BEGIN Available data

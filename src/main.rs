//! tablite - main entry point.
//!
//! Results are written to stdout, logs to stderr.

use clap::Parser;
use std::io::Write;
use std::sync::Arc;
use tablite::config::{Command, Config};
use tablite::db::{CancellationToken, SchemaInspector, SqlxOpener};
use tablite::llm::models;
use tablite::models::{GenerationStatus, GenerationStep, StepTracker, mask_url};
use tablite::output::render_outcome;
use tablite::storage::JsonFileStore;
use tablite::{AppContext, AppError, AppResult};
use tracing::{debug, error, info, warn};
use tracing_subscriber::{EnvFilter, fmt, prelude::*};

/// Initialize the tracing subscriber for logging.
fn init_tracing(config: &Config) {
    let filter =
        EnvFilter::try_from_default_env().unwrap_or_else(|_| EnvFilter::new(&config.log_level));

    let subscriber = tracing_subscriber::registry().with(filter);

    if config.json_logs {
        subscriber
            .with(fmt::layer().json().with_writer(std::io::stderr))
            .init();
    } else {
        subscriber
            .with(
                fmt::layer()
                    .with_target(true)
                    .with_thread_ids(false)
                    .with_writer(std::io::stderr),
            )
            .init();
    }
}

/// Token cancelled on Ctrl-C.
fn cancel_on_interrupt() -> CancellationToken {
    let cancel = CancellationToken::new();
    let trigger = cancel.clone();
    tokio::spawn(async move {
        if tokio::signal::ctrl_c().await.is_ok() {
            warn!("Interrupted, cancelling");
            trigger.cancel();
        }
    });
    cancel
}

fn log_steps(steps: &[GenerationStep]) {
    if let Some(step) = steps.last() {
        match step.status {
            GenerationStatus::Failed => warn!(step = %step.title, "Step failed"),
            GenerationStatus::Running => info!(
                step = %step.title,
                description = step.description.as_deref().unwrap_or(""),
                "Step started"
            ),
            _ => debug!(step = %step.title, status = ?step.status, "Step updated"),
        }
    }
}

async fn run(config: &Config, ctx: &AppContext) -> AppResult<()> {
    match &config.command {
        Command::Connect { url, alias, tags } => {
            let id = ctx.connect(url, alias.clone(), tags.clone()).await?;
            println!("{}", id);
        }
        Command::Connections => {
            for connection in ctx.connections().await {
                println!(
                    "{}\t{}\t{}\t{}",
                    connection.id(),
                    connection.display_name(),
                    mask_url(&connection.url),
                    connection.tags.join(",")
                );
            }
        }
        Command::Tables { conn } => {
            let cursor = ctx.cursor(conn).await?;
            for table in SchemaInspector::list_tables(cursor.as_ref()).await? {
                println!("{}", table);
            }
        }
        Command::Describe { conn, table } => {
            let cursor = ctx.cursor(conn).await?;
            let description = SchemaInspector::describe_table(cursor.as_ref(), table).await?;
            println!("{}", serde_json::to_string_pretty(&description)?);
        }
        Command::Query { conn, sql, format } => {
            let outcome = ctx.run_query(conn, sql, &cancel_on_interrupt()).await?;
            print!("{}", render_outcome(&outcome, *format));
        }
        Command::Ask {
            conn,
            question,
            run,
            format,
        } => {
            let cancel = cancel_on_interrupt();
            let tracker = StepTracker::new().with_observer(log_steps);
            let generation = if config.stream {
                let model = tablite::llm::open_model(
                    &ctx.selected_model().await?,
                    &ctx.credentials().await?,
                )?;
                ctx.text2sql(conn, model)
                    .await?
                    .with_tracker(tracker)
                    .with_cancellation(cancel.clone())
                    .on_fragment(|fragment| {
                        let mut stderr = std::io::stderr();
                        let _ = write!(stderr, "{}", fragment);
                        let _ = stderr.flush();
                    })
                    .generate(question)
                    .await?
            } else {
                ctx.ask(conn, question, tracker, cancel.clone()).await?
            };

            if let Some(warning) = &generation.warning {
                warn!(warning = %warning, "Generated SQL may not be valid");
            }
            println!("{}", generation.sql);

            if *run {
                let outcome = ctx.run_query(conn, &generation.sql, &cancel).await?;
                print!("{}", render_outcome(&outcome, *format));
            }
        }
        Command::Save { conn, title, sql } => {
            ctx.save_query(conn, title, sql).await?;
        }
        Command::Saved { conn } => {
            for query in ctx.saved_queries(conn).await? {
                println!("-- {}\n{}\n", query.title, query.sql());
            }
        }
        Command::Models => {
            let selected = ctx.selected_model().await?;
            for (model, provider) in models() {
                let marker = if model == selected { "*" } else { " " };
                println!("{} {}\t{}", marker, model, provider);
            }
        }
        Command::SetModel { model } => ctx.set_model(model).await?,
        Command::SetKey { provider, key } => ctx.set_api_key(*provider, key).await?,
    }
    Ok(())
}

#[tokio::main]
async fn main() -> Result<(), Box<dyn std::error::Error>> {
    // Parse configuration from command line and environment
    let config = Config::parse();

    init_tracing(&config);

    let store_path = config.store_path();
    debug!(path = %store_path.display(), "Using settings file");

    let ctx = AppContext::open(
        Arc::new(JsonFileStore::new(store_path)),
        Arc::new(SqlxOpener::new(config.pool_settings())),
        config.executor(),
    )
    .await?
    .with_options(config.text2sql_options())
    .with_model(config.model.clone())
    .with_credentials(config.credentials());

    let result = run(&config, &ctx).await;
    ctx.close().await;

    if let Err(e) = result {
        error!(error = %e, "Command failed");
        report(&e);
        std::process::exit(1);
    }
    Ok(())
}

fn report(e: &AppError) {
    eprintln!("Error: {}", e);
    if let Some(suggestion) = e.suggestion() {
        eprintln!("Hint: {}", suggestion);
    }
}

END Available data

How to complete this task -
Copy out the lines above that hold the string "Some".

Solved problem -
    if let Some(step) = steps.last() {
            if let Some(warning) = &generation.warning {
    if let Some(suggestion) = e.suggestion() {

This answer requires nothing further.